- _WHAT TO PRODUCE_: Find and copy each line of the listing below that has the word "peer" in it.

Start of Block

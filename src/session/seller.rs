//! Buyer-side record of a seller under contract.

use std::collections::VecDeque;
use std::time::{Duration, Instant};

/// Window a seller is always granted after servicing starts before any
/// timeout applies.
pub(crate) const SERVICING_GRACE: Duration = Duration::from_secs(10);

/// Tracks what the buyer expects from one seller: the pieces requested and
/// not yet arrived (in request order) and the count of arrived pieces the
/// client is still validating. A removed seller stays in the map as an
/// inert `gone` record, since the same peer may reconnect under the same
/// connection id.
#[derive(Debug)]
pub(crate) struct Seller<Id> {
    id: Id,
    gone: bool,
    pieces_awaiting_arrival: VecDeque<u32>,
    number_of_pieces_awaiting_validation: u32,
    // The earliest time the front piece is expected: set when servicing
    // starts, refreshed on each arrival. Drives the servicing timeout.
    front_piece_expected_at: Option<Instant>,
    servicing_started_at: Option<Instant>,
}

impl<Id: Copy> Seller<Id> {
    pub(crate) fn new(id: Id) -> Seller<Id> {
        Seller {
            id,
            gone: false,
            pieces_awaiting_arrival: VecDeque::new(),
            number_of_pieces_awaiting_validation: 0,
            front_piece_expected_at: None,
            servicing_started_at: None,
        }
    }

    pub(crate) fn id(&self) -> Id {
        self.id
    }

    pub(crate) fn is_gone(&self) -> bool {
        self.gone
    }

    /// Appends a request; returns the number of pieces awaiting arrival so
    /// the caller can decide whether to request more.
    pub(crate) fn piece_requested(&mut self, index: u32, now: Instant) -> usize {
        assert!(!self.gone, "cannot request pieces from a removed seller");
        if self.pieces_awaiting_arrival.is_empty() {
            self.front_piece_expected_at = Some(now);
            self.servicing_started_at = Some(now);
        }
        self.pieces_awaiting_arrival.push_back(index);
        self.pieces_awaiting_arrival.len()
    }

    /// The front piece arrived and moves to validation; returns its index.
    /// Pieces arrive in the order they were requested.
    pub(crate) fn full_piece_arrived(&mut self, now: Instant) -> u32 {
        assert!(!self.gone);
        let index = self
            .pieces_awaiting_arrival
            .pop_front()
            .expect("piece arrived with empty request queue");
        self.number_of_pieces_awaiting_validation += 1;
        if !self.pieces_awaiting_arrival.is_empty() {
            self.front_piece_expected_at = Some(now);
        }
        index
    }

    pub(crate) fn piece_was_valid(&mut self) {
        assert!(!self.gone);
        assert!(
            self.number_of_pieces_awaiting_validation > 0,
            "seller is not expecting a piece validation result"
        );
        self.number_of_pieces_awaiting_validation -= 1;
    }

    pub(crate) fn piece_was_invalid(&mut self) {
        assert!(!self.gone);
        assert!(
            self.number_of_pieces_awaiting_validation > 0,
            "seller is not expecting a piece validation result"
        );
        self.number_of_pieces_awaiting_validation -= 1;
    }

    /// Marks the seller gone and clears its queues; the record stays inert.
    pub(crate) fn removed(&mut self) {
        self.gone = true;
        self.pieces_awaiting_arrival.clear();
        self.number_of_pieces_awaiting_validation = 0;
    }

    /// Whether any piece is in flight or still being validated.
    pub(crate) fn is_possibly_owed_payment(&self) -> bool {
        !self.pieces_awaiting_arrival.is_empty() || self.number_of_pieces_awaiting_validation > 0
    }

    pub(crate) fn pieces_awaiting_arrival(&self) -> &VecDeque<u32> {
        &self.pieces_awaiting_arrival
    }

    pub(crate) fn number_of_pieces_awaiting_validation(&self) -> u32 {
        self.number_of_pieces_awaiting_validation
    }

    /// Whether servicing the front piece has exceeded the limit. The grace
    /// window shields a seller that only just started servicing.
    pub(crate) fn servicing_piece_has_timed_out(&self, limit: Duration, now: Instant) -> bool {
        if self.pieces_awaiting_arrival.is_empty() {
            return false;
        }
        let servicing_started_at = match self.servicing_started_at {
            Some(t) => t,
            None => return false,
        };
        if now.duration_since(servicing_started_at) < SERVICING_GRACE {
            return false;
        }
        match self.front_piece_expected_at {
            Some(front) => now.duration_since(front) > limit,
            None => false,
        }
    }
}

End of Block
Start of Block

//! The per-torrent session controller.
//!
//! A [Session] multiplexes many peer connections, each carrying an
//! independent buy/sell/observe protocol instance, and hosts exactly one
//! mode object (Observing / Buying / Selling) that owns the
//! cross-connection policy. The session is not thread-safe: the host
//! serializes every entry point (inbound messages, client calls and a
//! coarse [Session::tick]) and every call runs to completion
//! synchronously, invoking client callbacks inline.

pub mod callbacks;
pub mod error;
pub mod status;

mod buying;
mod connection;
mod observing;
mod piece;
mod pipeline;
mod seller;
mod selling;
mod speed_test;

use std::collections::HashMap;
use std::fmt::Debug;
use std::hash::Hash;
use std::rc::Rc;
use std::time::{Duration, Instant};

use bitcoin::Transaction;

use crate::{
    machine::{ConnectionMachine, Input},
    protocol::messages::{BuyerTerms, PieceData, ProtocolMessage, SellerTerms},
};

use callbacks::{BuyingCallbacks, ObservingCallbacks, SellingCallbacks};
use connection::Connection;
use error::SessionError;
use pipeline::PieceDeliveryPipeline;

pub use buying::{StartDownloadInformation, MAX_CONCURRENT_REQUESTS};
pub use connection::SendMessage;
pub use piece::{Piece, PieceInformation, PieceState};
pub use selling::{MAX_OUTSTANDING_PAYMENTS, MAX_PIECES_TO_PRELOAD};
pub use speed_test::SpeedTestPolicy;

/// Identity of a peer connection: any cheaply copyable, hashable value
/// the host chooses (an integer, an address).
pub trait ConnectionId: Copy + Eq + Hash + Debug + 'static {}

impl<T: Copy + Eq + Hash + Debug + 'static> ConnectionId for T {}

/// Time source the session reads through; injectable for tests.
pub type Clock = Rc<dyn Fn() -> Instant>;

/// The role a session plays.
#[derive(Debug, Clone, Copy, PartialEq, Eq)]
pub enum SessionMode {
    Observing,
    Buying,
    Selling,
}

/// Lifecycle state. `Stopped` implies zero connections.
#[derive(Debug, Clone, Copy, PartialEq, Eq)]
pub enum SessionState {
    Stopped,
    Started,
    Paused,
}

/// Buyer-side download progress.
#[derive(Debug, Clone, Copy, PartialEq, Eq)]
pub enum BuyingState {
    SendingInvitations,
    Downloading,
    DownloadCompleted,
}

End of Block
Start of Block

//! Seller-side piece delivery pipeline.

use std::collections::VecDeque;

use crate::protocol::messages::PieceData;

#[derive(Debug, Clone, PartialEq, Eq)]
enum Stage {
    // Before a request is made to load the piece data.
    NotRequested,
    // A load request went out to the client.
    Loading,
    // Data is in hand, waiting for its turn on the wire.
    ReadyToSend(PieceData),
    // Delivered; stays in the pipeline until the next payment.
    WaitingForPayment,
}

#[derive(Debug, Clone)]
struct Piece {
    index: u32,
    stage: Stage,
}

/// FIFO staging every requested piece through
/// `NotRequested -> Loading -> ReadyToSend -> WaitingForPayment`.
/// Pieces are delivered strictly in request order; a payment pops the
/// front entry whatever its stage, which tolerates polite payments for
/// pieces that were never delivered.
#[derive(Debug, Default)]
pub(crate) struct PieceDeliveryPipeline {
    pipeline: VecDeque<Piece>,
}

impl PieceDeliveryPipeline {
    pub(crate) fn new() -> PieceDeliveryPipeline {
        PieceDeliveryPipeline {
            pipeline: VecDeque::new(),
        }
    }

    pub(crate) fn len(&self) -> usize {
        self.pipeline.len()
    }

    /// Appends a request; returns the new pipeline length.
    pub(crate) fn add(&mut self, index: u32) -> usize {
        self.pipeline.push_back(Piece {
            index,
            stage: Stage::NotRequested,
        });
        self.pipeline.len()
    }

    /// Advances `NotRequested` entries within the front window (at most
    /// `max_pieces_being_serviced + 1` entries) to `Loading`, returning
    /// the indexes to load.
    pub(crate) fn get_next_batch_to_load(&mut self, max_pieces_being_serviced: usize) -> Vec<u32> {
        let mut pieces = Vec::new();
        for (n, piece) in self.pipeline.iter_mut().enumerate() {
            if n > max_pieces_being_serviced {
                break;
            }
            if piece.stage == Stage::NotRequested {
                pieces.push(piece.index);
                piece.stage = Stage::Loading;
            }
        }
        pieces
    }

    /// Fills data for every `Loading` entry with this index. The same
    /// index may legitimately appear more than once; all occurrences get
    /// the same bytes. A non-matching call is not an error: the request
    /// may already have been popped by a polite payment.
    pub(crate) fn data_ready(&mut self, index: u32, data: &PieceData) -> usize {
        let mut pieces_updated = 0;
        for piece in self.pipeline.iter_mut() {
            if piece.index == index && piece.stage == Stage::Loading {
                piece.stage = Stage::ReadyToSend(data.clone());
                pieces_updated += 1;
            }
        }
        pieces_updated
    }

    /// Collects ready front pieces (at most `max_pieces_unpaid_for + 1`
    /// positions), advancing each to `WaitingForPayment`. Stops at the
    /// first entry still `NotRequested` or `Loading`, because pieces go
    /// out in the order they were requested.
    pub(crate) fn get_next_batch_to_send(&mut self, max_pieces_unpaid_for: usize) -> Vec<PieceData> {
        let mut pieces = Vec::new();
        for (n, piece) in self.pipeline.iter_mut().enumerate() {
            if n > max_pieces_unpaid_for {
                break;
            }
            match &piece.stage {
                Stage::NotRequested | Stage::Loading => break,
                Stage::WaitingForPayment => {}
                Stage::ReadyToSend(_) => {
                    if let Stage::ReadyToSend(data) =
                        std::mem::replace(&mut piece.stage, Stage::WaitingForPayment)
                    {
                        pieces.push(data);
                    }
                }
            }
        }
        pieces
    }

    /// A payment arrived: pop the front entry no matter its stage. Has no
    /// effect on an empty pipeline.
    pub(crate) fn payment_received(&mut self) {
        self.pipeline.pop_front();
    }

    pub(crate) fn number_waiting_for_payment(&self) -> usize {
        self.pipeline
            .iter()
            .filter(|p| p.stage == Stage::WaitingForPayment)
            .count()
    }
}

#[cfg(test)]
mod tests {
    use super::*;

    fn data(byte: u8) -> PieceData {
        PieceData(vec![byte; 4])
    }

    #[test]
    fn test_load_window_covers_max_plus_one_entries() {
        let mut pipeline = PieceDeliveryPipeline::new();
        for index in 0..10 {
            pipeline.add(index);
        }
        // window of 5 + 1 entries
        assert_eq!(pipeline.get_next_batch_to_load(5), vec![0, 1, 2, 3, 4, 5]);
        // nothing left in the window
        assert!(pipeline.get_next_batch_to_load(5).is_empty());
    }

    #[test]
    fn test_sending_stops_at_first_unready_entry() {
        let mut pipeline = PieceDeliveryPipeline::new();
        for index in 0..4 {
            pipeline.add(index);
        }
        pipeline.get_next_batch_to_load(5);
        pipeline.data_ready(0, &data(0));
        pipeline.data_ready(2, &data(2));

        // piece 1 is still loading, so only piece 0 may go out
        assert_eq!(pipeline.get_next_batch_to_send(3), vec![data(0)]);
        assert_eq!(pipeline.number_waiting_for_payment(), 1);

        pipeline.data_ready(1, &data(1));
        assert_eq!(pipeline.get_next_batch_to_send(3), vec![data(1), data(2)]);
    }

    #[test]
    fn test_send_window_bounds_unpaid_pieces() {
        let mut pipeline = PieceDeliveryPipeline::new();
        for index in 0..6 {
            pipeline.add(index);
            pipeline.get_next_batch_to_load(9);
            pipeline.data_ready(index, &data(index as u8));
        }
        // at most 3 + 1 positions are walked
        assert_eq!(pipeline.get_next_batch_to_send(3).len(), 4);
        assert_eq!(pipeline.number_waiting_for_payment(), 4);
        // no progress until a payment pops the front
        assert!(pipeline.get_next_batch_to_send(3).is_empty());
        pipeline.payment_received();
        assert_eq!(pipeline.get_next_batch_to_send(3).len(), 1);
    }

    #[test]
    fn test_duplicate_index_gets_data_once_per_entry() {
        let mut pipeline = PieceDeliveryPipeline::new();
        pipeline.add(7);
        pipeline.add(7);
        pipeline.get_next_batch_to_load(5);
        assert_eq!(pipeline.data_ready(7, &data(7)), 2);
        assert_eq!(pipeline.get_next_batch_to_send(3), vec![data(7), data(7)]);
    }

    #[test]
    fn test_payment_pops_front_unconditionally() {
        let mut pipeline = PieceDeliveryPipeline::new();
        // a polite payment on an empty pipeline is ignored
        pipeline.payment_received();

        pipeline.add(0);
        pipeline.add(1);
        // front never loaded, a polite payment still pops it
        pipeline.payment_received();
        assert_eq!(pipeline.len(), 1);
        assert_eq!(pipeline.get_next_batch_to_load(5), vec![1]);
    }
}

End of Block

- _FINAL ANSWER_:
/// inert `gone` record, since the same peer may reconnect under the same
//! A [Session] multiplexes many peer connections, each carrying an
/// Identity of a peer connection: any cheaply copyable, hashable value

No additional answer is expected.